Going through the data below, tally every line where the string "Backspace" occurs, then give only the tally.

**DATASET EXTRACT**
^^^^^^^^

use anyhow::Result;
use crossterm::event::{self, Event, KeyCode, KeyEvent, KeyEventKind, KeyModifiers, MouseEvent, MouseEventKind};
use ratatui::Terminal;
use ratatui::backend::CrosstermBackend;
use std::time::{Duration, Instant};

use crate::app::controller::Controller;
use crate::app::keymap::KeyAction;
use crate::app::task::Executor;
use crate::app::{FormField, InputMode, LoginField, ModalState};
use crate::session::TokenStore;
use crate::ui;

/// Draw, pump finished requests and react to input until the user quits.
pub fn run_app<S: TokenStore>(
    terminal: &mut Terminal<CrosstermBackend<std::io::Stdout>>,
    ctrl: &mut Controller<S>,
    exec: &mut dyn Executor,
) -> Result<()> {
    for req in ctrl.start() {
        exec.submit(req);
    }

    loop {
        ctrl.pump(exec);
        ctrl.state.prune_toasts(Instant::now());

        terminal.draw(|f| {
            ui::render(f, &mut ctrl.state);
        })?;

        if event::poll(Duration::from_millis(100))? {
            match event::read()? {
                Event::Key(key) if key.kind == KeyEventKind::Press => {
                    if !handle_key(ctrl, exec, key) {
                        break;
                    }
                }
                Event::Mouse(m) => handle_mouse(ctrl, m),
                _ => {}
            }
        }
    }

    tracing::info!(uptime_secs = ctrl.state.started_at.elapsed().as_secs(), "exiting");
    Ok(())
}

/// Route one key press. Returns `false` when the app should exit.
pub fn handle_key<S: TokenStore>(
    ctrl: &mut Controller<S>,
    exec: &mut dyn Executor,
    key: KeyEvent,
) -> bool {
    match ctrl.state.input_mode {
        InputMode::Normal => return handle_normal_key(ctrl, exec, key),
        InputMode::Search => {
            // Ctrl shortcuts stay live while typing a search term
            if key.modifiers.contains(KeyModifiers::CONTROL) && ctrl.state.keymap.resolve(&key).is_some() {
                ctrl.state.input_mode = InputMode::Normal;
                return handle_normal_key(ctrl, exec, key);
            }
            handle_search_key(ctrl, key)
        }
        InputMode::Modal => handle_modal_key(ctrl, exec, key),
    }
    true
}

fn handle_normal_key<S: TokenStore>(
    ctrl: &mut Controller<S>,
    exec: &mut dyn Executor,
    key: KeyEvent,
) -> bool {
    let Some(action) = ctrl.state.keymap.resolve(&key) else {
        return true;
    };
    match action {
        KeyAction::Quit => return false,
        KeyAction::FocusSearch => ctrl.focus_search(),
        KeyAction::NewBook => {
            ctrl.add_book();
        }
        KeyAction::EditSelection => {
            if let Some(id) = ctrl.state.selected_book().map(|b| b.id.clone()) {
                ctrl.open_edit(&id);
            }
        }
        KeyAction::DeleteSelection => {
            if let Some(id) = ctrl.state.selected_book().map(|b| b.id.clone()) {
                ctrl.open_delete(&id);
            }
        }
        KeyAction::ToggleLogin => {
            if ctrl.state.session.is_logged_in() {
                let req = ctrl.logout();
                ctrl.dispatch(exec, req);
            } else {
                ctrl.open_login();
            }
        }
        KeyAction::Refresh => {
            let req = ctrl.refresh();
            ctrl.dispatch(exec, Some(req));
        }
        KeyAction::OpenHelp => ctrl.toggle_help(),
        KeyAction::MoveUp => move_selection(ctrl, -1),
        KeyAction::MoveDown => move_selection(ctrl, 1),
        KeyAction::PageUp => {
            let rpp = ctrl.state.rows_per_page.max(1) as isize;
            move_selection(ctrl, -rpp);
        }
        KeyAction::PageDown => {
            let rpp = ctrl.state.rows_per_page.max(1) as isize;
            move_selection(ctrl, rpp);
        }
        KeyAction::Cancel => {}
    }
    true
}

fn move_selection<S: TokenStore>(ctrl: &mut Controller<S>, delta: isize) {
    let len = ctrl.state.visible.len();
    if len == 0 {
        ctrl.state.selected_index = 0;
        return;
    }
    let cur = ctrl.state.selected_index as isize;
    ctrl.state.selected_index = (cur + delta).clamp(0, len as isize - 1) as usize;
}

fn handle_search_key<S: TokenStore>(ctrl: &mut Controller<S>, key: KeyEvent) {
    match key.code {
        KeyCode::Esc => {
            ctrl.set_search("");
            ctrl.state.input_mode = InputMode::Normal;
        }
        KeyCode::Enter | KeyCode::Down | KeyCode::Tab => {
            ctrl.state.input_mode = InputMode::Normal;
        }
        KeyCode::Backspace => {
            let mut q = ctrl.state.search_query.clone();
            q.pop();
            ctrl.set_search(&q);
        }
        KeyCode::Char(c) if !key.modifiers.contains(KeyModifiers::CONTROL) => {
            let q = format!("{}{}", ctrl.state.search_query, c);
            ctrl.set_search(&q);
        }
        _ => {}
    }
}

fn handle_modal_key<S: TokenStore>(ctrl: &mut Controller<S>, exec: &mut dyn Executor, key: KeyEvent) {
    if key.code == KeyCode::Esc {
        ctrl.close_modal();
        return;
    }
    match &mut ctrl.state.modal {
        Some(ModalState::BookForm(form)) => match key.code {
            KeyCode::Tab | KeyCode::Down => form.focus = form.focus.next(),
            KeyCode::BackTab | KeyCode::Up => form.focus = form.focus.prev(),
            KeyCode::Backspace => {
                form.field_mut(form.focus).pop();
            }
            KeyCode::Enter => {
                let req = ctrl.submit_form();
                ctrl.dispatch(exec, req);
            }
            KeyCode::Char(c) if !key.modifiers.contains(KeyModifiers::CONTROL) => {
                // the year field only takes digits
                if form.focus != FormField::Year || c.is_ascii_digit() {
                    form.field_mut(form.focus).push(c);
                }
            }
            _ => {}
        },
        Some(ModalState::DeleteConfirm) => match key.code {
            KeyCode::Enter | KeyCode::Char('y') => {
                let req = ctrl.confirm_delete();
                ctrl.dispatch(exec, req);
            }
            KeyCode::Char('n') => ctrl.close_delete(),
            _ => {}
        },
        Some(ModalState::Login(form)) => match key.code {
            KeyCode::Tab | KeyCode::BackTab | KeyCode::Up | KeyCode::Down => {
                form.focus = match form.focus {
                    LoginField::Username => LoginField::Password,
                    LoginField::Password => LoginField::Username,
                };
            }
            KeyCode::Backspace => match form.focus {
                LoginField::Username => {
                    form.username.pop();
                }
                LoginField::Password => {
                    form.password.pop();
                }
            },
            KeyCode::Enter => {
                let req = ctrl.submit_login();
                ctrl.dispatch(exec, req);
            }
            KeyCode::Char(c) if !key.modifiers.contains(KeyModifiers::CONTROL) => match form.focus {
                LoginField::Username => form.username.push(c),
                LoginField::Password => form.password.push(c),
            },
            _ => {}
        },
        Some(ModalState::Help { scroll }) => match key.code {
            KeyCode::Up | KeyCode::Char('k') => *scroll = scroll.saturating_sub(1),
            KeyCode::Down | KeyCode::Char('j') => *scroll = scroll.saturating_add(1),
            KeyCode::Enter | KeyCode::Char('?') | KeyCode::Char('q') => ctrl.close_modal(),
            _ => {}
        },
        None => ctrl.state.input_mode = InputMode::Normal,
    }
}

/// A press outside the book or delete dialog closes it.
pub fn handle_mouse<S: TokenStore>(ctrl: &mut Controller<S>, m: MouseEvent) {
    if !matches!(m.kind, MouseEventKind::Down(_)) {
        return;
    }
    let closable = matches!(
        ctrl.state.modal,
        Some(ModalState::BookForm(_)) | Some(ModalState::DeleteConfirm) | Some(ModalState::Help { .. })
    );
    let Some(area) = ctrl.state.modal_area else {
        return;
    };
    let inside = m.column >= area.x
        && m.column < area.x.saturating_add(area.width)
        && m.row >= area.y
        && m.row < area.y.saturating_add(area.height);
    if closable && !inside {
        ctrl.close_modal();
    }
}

^^^^^^^^

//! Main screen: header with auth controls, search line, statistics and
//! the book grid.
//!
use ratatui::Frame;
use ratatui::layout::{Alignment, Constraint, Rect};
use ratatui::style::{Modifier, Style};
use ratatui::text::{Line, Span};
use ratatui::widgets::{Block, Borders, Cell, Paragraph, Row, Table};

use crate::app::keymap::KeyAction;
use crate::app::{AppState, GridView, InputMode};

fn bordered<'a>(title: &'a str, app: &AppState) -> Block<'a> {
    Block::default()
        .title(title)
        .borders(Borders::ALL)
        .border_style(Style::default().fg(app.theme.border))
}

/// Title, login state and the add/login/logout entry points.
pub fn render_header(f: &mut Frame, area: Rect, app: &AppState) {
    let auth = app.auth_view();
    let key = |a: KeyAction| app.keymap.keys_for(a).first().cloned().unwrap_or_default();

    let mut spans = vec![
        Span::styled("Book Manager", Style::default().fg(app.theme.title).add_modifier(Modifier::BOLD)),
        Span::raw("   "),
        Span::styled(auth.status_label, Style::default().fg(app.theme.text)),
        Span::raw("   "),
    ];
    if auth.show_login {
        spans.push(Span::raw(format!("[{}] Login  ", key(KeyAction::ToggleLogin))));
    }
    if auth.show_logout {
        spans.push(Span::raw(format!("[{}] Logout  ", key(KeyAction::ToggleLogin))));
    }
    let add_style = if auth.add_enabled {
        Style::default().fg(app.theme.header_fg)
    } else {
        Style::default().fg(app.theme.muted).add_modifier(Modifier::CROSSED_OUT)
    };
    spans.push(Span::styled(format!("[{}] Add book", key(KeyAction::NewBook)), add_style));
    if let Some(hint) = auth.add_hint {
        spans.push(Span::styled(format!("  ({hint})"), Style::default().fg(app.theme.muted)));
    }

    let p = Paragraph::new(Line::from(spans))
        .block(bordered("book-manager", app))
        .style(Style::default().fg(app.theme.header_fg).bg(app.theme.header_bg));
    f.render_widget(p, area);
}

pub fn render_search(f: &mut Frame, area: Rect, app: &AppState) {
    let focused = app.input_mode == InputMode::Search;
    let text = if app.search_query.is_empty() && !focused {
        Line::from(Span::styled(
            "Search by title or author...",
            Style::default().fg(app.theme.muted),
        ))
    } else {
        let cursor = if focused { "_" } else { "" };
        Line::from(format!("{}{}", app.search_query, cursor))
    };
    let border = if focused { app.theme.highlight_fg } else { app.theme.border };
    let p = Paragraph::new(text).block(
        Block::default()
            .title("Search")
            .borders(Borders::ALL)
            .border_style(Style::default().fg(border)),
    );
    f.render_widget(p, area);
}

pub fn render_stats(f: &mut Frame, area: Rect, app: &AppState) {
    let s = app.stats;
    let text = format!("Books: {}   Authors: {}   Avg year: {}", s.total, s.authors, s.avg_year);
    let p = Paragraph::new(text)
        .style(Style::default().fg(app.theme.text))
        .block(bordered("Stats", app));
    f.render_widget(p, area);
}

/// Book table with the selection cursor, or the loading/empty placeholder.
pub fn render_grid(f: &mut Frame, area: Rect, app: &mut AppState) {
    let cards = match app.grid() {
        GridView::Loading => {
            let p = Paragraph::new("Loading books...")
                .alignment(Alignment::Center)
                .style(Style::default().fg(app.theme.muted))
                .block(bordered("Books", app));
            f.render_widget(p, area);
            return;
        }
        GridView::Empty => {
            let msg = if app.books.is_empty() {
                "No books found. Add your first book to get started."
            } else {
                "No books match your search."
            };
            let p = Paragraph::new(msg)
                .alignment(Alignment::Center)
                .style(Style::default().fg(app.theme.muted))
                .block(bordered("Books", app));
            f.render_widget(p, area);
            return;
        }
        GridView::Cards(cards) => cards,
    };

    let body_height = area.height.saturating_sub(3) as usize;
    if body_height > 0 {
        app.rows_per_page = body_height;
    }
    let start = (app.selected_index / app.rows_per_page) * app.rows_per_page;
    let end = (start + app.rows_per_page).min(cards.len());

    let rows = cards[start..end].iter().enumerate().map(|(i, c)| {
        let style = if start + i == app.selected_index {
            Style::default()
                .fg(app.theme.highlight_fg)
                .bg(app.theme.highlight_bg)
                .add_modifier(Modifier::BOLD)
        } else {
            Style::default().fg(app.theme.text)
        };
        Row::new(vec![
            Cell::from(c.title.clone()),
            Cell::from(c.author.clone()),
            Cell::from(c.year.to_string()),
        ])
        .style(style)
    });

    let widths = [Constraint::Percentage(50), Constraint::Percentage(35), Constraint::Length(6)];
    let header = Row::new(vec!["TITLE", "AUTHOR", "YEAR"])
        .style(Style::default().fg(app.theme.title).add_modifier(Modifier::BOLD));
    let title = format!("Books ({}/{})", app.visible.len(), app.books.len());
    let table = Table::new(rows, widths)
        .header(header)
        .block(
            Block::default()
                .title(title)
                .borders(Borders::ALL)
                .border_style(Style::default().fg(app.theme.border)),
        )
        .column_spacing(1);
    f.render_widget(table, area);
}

^^^^^^^^

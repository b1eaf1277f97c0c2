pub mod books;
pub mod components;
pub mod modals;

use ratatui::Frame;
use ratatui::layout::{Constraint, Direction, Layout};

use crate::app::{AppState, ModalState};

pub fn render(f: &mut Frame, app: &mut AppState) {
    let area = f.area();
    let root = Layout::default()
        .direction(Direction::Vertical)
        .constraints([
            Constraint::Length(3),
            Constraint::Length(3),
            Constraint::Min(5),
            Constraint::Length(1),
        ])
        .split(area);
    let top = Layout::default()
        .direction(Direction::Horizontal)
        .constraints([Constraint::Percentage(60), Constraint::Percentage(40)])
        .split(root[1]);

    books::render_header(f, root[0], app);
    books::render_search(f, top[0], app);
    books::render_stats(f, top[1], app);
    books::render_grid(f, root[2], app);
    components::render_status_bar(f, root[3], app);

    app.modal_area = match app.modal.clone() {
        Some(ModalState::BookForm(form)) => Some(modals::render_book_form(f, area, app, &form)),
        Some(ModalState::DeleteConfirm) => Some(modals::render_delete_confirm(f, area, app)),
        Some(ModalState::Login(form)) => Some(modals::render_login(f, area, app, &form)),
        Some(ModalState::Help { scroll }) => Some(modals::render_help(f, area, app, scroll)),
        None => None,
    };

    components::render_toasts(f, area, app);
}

^^^^^^^^

**SOLUTION FOR THIS TASK**
3